Data extract:
☆ ☆ ☆ ☆

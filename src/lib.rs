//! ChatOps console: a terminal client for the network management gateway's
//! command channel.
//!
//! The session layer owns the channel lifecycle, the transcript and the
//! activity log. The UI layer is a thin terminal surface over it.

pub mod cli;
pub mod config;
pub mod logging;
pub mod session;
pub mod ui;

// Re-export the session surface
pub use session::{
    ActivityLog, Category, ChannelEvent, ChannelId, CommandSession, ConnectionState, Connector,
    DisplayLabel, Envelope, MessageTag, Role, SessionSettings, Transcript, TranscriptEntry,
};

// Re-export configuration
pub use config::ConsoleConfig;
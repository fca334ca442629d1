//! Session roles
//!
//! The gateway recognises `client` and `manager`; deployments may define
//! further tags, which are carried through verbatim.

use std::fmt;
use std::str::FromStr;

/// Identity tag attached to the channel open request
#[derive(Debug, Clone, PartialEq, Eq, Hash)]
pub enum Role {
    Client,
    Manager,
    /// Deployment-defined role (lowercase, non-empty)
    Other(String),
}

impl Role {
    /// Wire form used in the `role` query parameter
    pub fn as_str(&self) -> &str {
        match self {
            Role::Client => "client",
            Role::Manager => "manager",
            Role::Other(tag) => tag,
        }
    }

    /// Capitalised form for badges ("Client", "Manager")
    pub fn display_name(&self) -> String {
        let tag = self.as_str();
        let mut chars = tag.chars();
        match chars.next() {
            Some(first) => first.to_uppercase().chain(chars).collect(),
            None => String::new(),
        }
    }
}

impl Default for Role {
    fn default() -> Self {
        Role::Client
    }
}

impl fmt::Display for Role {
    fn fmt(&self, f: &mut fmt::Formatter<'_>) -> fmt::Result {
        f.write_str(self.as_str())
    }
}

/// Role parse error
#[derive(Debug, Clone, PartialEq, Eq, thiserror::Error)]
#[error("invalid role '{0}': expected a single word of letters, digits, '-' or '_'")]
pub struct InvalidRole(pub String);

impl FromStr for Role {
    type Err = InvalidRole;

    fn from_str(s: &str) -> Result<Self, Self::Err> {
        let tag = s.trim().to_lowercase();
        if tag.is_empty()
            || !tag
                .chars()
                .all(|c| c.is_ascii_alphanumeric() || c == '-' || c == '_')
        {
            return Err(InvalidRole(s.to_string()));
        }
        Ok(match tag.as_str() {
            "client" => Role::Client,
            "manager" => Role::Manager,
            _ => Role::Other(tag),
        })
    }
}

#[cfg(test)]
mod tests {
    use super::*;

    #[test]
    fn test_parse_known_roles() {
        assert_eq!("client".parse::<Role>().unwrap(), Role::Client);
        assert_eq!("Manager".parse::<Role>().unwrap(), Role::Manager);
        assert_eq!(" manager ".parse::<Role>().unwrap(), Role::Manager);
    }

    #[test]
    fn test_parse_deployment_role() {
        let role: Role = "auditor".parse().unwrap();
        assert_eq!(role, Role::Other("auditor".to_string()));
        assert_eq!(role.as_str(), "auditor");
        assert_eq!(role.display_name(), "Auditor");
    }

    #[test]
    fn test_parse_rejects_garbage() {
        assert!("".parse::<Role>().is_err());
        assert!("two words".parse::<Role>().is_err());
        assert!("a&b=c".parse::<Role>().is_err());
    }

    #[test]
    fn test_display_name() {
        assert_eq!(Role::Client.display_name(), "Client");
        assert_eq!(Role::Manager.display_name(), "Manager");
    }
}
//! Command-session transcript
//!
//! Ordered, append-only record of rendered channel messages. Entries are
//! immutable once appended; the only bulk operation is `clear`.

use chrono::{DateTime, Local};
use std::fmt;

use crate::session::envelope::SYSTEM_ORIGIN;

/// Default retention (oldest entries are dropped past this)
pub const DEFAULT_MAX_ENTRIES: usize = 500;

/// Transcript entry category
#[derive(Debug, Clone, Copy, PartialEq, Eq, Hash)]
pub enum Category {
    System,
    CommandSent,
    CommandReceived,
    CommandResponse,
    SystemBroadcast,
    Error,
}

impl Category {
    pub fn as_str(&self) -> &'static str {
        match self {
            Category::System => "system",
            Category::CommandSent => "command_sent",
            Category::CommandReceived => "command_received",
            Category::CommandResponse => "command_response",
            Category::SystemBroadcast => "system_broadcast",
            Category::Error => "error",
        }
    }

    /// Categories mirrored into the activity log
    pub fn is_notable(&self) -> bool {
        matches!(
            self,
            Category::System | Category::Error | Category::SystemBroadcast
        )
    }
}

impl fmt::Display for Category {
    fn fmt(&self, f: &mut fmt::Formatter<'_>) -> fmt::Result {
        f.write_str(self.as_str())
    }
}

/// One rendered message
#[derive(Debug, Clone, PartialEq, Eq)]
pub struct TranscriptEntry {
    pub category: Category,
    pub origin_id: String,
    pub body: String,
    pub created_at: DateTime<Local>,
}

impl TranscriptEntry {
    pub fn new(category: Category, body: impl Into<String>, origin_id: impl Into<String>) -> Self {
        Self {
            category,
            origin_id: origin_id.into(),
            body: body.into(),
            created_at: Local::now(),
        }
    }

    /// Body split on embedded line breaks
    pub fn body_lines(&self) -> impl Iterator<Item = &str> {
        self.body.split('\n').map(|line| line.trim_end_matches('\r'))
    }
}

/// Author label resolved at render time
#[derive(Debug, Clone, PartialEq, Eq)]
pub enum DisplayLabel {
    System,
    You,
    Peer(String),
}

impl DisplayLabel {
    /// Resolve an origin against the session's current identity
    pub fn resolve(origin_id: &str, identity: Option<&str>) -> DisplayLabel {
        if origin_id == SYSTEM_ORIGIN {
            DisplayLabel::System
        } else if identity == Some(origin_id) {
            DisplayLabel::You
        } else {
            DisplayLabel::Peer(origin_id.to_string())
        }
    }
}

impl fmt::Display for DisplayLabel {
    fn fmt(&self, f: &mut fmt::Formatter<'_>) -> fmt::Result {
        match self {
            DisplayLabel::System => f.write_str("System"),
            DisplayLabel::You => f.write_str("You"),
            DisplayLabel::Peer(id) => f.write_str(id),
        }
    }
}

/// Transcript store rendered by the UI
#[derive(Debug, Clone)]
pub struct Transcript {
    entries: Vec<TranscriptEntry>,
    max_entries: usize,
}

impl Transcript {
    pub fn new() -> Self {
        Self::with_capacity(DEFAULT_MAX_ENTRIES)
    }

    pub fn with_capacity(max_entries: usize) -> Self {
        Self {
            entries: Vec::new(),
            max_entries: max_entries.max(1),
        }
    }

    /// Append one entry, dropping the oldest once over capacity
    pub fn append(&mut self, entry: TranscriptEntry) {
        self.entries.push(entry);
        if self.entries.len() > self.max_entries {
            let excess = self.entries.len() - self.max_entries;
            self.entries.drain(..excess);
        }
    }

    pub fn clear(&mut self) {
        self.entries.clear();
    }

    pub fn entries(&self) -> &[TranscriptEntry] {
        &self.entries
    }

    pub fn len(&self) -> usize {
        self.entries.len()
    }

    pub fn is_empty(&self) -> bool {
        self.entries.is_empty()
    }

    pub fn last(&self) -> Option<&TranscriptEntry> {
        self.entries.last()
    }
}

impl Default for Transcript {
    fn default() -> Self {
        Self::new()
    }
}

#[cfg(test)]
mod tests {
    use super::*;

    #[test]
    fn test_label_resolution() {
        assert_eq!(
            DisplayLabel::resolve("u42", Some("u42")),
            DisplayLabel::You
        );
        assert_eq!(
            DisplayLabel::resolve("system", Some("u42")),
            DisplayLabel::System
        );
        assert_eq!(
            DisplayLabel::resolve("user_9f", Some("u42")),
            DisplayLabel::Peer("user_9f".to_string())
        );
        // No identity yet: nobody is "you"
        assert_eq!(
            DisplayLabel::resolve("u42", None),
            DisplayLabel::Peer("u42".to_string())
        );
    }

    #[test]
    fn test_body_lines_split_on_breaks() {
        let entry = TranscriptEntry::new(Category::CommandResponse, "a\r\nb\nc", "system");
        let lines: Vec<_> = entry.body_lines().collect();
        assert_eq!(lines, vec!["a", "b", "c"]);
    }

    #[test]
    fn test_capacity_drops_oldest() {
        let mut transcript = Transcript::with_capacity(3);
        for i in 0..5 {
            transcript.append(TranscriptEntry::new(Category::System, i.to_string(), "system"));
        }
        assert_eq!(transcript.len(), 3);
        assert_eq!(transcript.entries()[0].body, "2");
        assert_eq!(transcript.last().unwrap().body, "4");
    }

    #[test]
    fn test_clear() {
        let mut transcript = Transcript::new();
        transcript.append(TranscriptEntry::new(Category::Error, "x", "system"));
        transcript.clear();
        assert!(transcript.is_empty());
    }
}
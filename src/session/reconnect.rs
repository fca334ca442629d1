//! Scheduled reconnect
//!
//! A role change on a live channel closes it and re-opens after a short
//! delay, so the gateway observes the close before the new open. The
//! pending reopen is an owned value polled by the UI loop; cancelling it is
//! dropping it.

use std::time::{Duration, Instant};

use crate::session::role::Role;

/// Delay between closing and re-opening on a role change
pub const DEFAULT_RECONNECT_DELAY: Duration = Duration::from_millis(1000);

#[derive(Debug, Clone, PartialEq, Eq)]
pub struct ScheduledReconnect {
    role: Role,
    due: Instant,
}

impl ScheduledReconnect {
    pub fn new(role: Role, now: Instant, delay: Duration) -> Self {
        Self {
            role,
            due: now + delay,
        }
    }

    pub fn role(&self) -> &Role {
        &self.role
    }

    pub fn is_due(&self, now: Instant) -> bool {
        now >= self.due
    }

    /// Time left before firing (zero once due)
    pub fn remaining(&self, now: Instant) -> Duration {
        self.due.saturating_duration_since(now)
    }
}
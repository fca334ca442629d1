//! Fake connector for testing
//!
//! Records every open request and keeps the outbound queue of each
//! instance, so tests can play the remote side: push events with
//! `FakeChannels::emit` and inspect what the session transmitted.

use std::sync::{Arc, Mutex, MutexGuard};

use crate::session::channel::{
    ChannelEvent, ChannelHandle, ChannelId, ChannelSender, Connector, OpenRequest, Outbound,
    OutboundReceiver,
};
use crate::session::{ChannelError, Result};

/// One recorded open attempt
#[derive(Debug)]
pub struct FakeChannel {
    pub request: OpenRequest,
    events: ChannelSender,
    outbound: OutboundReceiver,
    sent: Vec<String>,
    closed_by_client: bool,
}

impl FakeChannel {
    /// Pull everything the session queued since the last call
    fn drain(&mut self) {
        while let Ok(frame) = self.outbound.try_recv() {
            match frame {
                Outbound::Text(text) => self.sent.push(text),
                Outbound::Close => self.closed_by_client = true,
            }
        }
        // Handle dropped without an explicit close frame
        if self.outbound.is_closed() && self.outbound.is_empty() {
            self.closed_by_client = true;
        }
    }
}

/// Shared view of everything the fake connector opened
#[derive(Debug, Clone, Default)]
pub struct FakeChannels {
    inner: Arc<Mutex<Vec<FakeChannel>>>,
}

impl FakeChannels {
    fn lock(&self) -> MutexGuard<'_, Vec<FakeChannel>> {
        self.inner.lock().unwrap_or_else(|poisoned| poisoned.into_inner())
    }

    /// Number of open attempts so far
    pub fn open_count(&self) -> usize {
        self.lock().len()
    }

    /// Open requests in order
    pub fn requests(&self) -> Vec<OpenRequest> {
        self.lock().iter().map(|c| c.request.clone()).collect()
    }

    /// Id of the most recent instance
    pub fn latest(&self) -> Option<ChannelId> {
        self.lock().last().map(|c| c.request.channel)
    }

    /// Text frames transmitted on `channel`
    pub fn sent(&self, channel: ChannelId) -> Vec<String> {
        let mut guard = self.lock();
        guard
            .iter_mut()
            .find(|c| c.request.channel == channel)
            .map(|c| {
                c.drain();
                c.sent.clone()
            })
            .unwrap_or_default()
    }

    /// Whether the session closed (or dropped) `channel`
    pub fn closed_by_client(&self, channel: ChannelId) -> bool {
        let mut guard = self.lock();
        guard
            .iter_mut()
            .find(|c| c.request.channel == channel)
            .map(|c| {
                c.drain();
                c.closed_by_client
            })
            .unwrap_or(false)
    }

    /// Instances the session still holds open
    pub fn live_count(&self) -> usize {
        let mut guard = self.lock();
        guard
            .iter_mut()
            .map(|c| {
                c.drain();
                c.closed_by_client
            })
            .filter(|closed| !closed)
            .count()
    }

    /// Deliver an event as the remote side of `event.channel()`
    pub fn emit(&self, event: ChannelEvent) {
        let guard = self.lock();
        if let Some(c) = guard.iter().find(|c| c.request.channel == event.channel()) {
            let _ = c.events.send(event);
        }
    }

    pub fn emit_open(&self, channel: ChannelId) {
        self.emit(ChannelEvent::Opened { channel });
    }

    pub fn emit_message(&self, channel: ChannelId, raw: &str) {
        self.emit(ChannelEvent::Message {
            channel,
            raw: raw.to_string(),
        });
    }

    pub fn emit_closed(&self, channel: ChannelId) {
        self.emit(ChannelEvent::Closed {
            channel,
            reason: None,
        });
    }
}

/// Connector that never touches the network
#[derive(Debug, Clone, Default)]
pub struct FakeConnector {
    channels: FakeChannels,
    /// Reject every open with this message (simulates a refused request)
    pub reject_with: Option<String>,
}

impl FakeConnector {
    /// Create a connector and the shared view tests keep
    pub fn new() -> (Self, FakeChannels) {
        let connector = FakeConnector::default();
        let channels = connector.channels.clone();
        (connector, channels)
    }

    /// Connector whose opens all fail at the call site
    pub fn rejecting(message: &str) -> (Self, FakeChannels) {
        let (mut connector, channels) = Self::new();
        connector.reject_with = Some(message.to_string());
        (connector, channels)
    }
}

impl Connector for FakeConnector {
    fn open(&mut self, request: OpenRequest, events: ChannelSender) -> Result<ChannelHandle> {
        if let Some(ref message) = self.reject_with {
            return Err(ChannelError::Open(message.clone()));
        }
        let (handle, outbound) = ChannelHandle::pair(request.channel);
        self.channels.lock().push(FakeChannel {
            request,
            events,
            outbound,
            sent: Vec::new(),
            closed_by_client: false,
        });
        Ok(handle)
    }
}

☆ ☆ ☆ ☆

What needs to be done:
Show every line of the listing that includes the word "export".

Task answer:
// Re-export the session surface
// Re-export configuration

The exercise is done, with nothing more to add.